Vincent Thuillier scite author profile

The C31 subunit belongs to a complex of three subunits (C31, C34 and C82) specific to RNA polymerase (pol) III that have no counterparts in other RNA polymerases. This complex is thought to play a role in transcription initiation since it interacts with the general initiation factor TFIIIB via subunit C34. We have obtained a conditional mutation of pol III by partially deleting the acidic C‐terminus of the C31 subunit.
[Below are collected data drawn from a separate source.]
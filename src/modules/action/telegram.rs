use reqwest::{multipart, Client};
use serde_json::Value;
use std::path::Path;
use thiserror::Error;
use tracing::{info, warn};

use super::caption::{strip_markup, truncate_chars, TELEGRAM_CAPTION_LIMIT};
use crate::config::{Credentials, PosterProfile};

#[derive(Debug, Error)]
pub enum TelegramError {
    #[error("photo unavailable: {0}")]
    Image(#[from] std::io::Error),
    #[error("network error: {0}")]
    Network(#[from] reqwest::Error),
    #[error("api error {code}: {description}")]
    Api { code: i64, description: String },
}

impl TelegramError {
    /// HTML 解析失败 ("Bad Request: can't parse entities: ...")
    pub fn is_markup_error(&self) -> bool {
        match self {
            TelegramError::Api { description, .. } => {
                description.to_lowercase().contains("can't parse entities")
            }
            _ => false,
        }
    }
}

/// Telegram 频道发布：sendPhoto + caption (HTML)
pub struct TelegramPublisher {
    client: Client,
    bot_token: String,
    chat_id: String,
    api_url: String,
}

impl TelegramPublisher {
    pub fn new(client: Client, creds: &Credentials, profile: &PosterProfile) -> Self {
        Self {
            client,
            bot_token: creds.telegram_bot_token.clone(),
            chat_id: creds.telegram_chat_id.clone(),
            api_url: profile.endpoints.telegram_api_url.clone(),
        }
    }

    /// 成功返回 message_id
    /// HTML 解析失败时去掉标记、不带 parse_mode 重发一次
    pub async fn publish(&self, caption: &str, image_path: &Path) -> Result<i64, TelegramError> {
        info!("✈️ Publishing to Telegram (chat {})...", self.chat_id);

        let photo = tokio::fs::read(image_path).await?;
        let file_name = image_path
            .file_name()
            .and_then(|n| n.to_str())
            .unwrap_or("photo.jpg")
            .to_string();

        let (caption, truncated) = truncate_chars(caption, TELEGRAM_CAPTION_LIMIT, "");
        if truncated {
            warn!("✂️ Telegram caption truncated to {} characters", TELEGRAM_CAPTION_LIMIT);
        }

        match self.send_photo(photo.clone(), &file_name, &caption, Some("HTML")).await {
            Ok(message_id) => {
                info!("✅ Telegram: published, message_id={}", message_id);
                Ok(message_id)
            }
            Err(e) if e.is_markup_error() => {
                warn!("⚠️ Telegram rejected HTML ({}). Retrying as plain text...", e);
                let plain = strip_markup(&caption);
                let message_id = self.send_photo(photo, &file_name, &plain, None).await?;
                info!("✅ Telegram: published as plain text, message_id={}", message_id);
                Ok(message_id)
            }
            Err(e) => Err(e),
        }
    }

    async fn send_photo(
        &self,
        photo: Vec<u8>,
        file_name: &str,
        caption: &str,
        parse_mode: Option<&str>,
    ) -> Result<i64, TelegramError> {
        let url = format!(
            "{}/bot{}/sendPhoto",
            self.api_url.trim_end_matches('/'),
            self.bot_token
        );

        let mut form = multipart::Form::new()
            .text("chat_id", self.chat_id.clone())
            .text("caption", caption.to_string())
            .part("photo", multipart::Part::bytes(photo).file_name(file_name.to_string()));
        if let Some(mode) = parse_mode {
            form = form.text("parse_mode", mode.to_string());
        }

        let resp = self.client.post(&url).multipart(form).send().await?;
        let status = resp.status();
        let text = resp.text().await?;

        // Bot API 出错时也返回 JSON: {ok:false, error_code, description}
        let json_resp: Value = serde_json::from_str(&text).unwrap_or(Value::Null);
        if json_resp["ok"].as_bool() == Some(true) {
            if let Some(message_id) = json_resp["result"]["message_id"].as_i64() {
                return Ok(message_id);
            }
        }

        Err(TelegramError::Api {
            code: json_resp["error_code"].as_i64().unwrap_or(status.as_u16() as i64),
            description: json_resp["description"]
                .as_str()
                .map(str::to_string)
                .unwrap_or_else(|| format!("unexpected response: {}", text)),
        })
    }
}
A Saccharomyces cerevisiae strain carrying this truncated C31 subunit is impaired in in vivo transcription of tRNAs and failed to grow at 37 degrees C. This conditional growth phenotype was suppressed by overexpression of the gene coding for the largest subunit of pol III (C160), suggesting an interaction between C160 and C31. The mutant pol III enzyme transcribed non‐specific templates at wild‐type rates in vitro, but was impaired in its capacity to transcribe tRNA genes in the presence of general initiation factors. Transcription initiation, but not termination or recycling of the enzyme, was affected in the mutant, suggesting that it could be altered on interaction with initiation factors or on the formation of the open complex. Interestingly, the C‐terminal deletion was also suppressed by a high gene dosage of the DED1 gene encoding a putative helicase.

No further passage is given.